Alain Timar, grand artiste régnant en son théâtre avignonnais des Halles, propose cet été deux nouvelles mises en scène : Carnets d’un acteur avec Charles Gonzalès et cette Lettre à un soldat d’Allah. Nous n’avons pu voir que le second spectacle, qui est d’une grande percussion. Dans une sorte de salle de cours, le personnage unique écrit parfois sur les feuilles de papier d’un tableau. Surtout, il va et vient, par à-coups, et parle d’une voix passionnée, précipitée. La mise en scène de Timar évite de placer l’acteur dans une position toujours frontale. Il ne s’adresse pas toujours au public, tourne, s’éloigne de nous et parle à d’autres cantonades. Cet acteur, c’est Raouf Raïs, dont la présence est étonnante. Il introduit beaucoup de douceur et d’ironie dans la véhémence, fait du personnage imaginé par Karim Akouche un adulte toujours habité par l’esprit d’enfance. Oui, ça cogne, mais dans la subtilité.
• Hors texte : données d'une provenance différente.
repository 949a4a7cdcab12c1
use crate::{Effect, Msg, NoticeLevel, PanelState, RunStatus};

/// Pure update function: applies a message to state and returns any effects.
///
/// Engine events arrive here already serialized onto the single dispatch
/// thread, so no transition can interleave with another.
pub fn update(mut state: PanelState, msg: Msg) -> (PanelState, Vec<Effect>) {
    let effects = match msg {
        Msg::ConfigLoaded(config) => {
            // A store record that fails the bounds falls back to defaults;
            // the operator can still save a corrected one.
            let config = match config.validate() {
                Ok(()) => config,
                Err(_) => crate::RunConfig::default(),
            };
            state.set_config(config);
            Vec::new()
        }
        Msg::ConfigEdited(config) => {
            match config.validate() {
                Ok(()) => state.set_config(config),
                Err(err) => {
                    state.notify(NoticeLevel::Error, format!("Invalid configuration: {err}"))
                }
            }
            Vec::new()
        }
        Msg::SaveClicked => vec![Effect::PersistConfig(state.config().clone())],
        Msg::RunClicked => {
            if state.can_launch() {
                state.begin_launch();
                vec![Effect::StartRun(state.config().clone())]
            } else {
                // Explicit rejection rather than relying on the front end
                // disabling the button.
                state.notify(NoticeLevel::Error, "A run is already active");
                Vec::new()
            }
        }
        Msg::StopClicked => {
            if state.status() == RunStatus::Running {
                vec![Effect::StopRun]
            } else {
                Vec::new()
            }
        }
        Msg::ConfigSaved => {
            state.notify(NoticeLevel::Success, "Configuration saved successfully");
            Vec::new()
        }
        Msg::ConfigSaveFailed(reason) => {
            state.launch_settled();
            state.notify(
                NoticeLevel::Error,
                format!("Failed to save configuration: {reason}"),
            );
            Vec::new()
        }
        Msg::RunLaunched { at } => {
            state.start_run(at);
            Vec::new()
        }
        Msg::RunRejected(reason) => {
            state.launch_settled();
            state.notify(
                NoticeLevel::Error,
                format!("Failed to start automation: {reason}"),
            );
            Vec::new()
        }
        Msg::RunSized { total } => {
            // May arrive before the launch acceptance message when the
            // engine announces the total during command acceptance; ignored
            // outside a run and on a duplicate sizing event.
            state.apply_sized(total);
            Vec::new()
        }
        Msg::JobCompleted => {
            // Ignored before the sizing event and after a terminal
            // transition; late in-flight completions must not count.
            state.apply_job_completed();
            Vec::new()
        }
        Msg::RunFinished { at } => {
            if state.status() == RunStatus::Running {
                state.settle(RunStatus::Completed, at);
            }
            Vec::new()
        }
        Msg::RunStopped { at } => {
            if state.status() == RunStatus::Running {
                state.settle(RunStatus::Stopped, at);
                state.notify(NoticeLevel::Info, "Automation stopped");
            }
            Vec::new()
        }
        Msg::StopFailed(reason) => {
            // The engine may still be running; status stays Running.
            state.notify(
                NoticeLevel::Error,
                format!("Failed to stop automation: {reason}"),
            );
            Vec::new()
        }
        Msg::EngineErrorReported(message) => {
            // Notification only; an engine error does not end the run.
            state.notify(NoticeLevel::Error, message);
            Vec::new()
        }
        Msg::Tick | Msg::NoOp => Vec::new(),
    };

    (state, effects)
}
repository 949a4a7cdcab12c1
//! Operation surface of the run controller: save, start, stop.
//!
//! The coordinator owns the per-run subscription session and sequences the
//! three external interactions; run state itself lives in `panel_core` and
//! is driven by the notices this component forwards through its sink.

use std::sync::Arc;

use chrono::{DateTime, Utc};
use panel_logging::{panel_info, panel_warn};

use crate::bus::{EventBus, ListenerHandle};
use crate::session::{NoticeSink, RunNotice, RunSession};
use crate::{ConfigStore, Engine, EngineConfig, EngineError, EngineEvent, EventKind, StoreError};

pub struct RunCoordinator<S, E> {
    store: S,
    engine: E,
    bus: Arc<EventBus>,
    sink: NoticeSink,
    session: Option<RunSession>,
    /// Lives for the whole panel, not per run: engine errors may arrive at
    /// any time and only ever surface as notifications.
    _error_listener: ListenerHandle,
}

impl<S: ConfigStore, E: Engine> RunCoordinator<S, E> {
    pub fn new(store: S, engine: E, bus: Arc<EventBus>, sink: NoticeSink) -> Self {
        let error_listener = {
            let sink = Arc::clone(&sink);
            bus.listen(EventKind::EngineError, move |event| {
                if let EngineEvent::EngineError(message) = event {
                    sink(RunNotice::ErrorReported(message.clone()));
                }
            })
        };
        Self {
            store,
            engine,
            bus,
            sink,
            session: None,
            _error_listener: error_listener,
        }
    }

    /// Reads the stored configuration record, `None` when absent.
    pub fn load_configuration(&self) -> Result<Option<EngineConfig>, StoreError> {
        self.store.get()
    }

    /// Persists the record; no run state is touched either way.
    pub fn save_configuration(&self, config: &EngineConfig) -> Result<(), EngineError> {
        self.store
            .set(config)
            .map_err(|err| EngineError::Persistence(err.to_string()))
    }

    /// Persist, subscribe, launch; in that order. Returns the launch
    /// timestamp on acceptance. On any failure nothing stays subscribed and
    /// the caller's status is expected to remain unchanged.
    pub fn start_run(&mut self, config: &EngineConfig) -> Result<DateTime<Utc>, EngineError> {
        // Nominally the previous session was already released at its
        // terminal or stop transition; never let one leak into a new run.
        if let Some(stale) = self.session.take() {
            panel_warn!("releasing stale run session before new launch");
            stale.teardown();
        }

        // A run must never start against an unsaved configuration.
        self.store
            .set(config)
            .map_err(|err| EngineError::Persistence(err.to_string()))?;

        // Subscribe before issuing the command: the sizing event may fire
        // on acceptance and must not be missed.
        let session = RunSession::install(&self.bus, Arc::clone(&self.sink));
        if let Err(err) = self.engine.run(config) {
            session.teardown();
            return Err(err);
        }
        self.session = Some(session);
        panel_info!("run command accepted");
        Ok(Utc::now())
    }

    /// Requests a stop and awaits acknowledgement. Listeners are released
    /// only on success: a failed stop leaves the run live and listening.
    pub fn stop_run(&mut self) -> Result<DateTime<Utc>, EngineError> {
        self.engine.stop()?;
        if let Some(session) = self.session.take() {
            session.teardown();
        }
        panel_info!("stop acknowledged");
        Ok(Utc::now())
    }

    /// Releases the session after the terminal event. The terminal handler
    /// has already cancelled the completion listener synchronously; this
    /// drops the remaining handles and frees whatever the engine still
    /// holds for the finished run, so the next run starts clean.
    pub fn finish_run(&mut self) {
        if let Some(session) = self.session.take() {
            session.teardown();
        }
        self.engine.release();
    }
}
//! Platform logging initialization for panel_app.
//!
//! Writes logs to `./panel.log` in the current working directory.

use std::fs::File;
use std::path::PathBuf;

use log::LevelFilter;
use simplelog::{
    ColorChoice, CombinedLogger, Config, ConfigBuilder, SharedLogger, TermLogger, TerminalMode,
    WriteLogger,
};

/// Destination for log output.
#[allow(dead_code)]
pub enum LogDestination {
    /// Write to ./panel.log in current directory.
    File,
    /// Write to terminal (stdout).
    Terminal,
    /// Write to both file and terminal.
    Both,
}

/// Initialize the logger with the specified destination.
///
/// For `LogDestination::File` or `Both`, creates `./panel.log` in the
/// current working directory.
pub fn initialize(destination: LogDestination) {
    let level = LevelFilter::Info;

    let config = build_config();

    let loggers: Vec<Box<dyn SharedLogger>> = match destination {
        LogDestination::File => {
            if let Some(file_logger) = create_file_logger(level, config) {
                vec![file_logger]
            } else {
                return;
            }
        }
        LogDestination::Terminal => {
            vec![TermLogger::new(
                level,
                config,
                TerminalMode::Mixed,
                ColorChoice::Auto,
            )]
        }
        LogDestination::Both => {
            let mut loggers: Vec<Box<dyn SharedLogger>> = vec![TermLogger::new(
                level,
                config.clone(),
                TerminalMode::Mixed,
                ColorChoice::Auto,
            )];
            if let Some(file_logger) = create_file_logger(level, config) {
                loggers.push(file_logger);
            }
            loggers
        }
    };

    let _ = CombinedLogger::init(loggers);
}

fn build_config() -> Config {
    ConfigBuilder::new()
        .set_time_format_rfc3339()
        .set_target_level(LevelFilter::Error)
        .build()
}

fn create_file_logger(level: LevelFilter, config: Config) -> Option<Box<WriteLogger<File>>> {
    let log_path = PathBuf::from("./panel.log");
    match File::create(&log_path) {
        Ok(file) => Some(WriteLogger::new(level, config, file)),
        Err(err) => {
            eprintln!("Warning: Could not create log file at {:?}: {}", log_path, err);
            None
        }
    }
}
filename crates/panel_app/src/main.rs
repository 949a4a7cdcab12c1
mod platform;

fn main() -> anyhow::Result<()> {
    platform::run_app()
}
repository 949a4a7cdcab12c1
mod app;
mod effects;
mod logging;
mod persistence;

pub use app::run_app;
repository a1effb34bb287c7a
use super::BinaryReader;
use crate::datatypes::{decode_f32, decode_f64, decode_int, Endian, IntKind};
use crate::utils::Result;

// 每个 (宽度, 符号, 字节序) 组合一个方法，不提供泛型宽度参数
impl BinaryReader {
    fn read_int<const N: usize>(&mut self, kind: IntKind, endian: Endian) -> Result<i128> {
        let data = self.read_array::<N>()?;
        Ok(decode_int(kind, endian, &data))
    }

    pub fn read_u8(&mut self) -> Result<u8> {
        Ok(self.read_array::<1>()?[0])
    }

    pub fn read_i8(&mut self) -> Result<i8> {
        Ok(self.read_array::<1>()?[0] as i8)
    }

    pub fn read_u16_le(&mut self) -> Result<u16> {
        Ok(self.read_int::<2>(IntKind::U16, Endian::Little)? as u16)
    }

    pub fn read_u16_be(&mut self) -> Result<u16> {
        Ok(self.read_int::<2>(IntKind::U16, Endian::Big)? as u16)
    }

    pub fn read_i16_le(&mut self) -> Result<i16> {
        Ok(self.read_int::<2>(IntKind::I16, Endian::Little)? as i16)
    }

    pub fn read_i16_be(&mut self) -> Result<i16> {
        Ok(self.read_int::<2>(IntKind::I16, Endian::Big)? as i16)
    }

    /// 24 位无符号整数，以 `u32` 返回
    pub fn read_u24_le(&mut self) -> Result<u32> {
        Ok(self.read_int::<3>(IntKind::U24, Endian::Little)? as u32)
    }

    pub fn read_u24_be(&mut self) -> Result<u32> {
        Ok(self.read_int::<3>(IntKind::U24, Endian::Big)? as u32)
    }

    /// 24 位有符号整数，符号扩展为 `i32`
    pub fn read_i24_le(&mut self) -> Result<i32> {
        Ok(self.read_int::<3>(IntKind::I24, Endian::Little)? as i32)
    }

    pub fn read_i24_be(&mut self) -> Result<i32> {
        Ok(self.read_int::<3>(IntKind::I24, Endian::Big)? as i32)
    }

    pub fn read_u32_le(&mut self) -> Result<u32> {
        Ok(self.read_int::<4>(IntKind::U32, Endian::Little)? as u32)
    }

    pub fn read_u32_be(&mut self) -> Result<u32> {
        Ok(self.read_int::<4>(IntKind::U32, Endian::Big)? as u32)
    }

    pub fn read_i32_le(&mut self) -> Result<i32> {
        Ok(self.read_int::<4>(IntKind::I32, Endian::Little)? as i32)
    }

    pub fn read_i32_be(&mut self) -> Result<i32> {
        Ok(self.read_int::<4>(IntKind::I32, Endian::Big)? as i32)
    }

    pub fn read_u64_le(&mut self) -> Result<u64> {
        Ok(self.read_int::<8>(IntKind::U64, Endian::Little)? as u64)
    }

    pub fn read_u64_be(&mut self) -> Result<u64> {
        Ok(self.read_int::<8>(IntKind::U64, Endian::Big)? as u64)
    }

    pub fn read_i64_le(&mut self) -> Result<i64> {
        Ok(self.read_int::<8>(IntKind::I64, Endian::Little)? as i64)
    }

    pub fn read_i64_be(&mut self) -> Result<i64> {
        Ok(self.read_int::<8>(IntKind::I64, Endian::Big)? as i64)
    }

    pub fn read_f32_le(&mut self) -> Result<f32> {
        Ok(decode_f32(&self.read_array::<4>()?, Endian::Little))
    }

    pub fn read_f32_be(&mut self) -> Result<f32> {
        Ok(decode_f32(&self.read_array::<4>()?, Endian::Big))
    }

    pub fn read_f64_le(&mut self) -> Result<f64> {
        Ok(decode_f64(&self.read_array::<8>()?, Endian::Little))
    }

    pub fn read_f64_be(&mut self) -> Result<f64> {
        Ok(decode_f64(&self.read_array::<8>()?, Endian::Big))
    }
}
Lettre à un soldat d’Allah, chroniques d’un monde désorienté, de Karim Akouche, mise en scène et scénographie d’Alain Timar, lumière de Richard Rozenbaum, arrangements sonores de Quentin Bonami, costume de TDH.

Avignon Off, théâtre des Halles, 14 h, tél. , avec Raouf Raïs.

Photo Louise Maignan.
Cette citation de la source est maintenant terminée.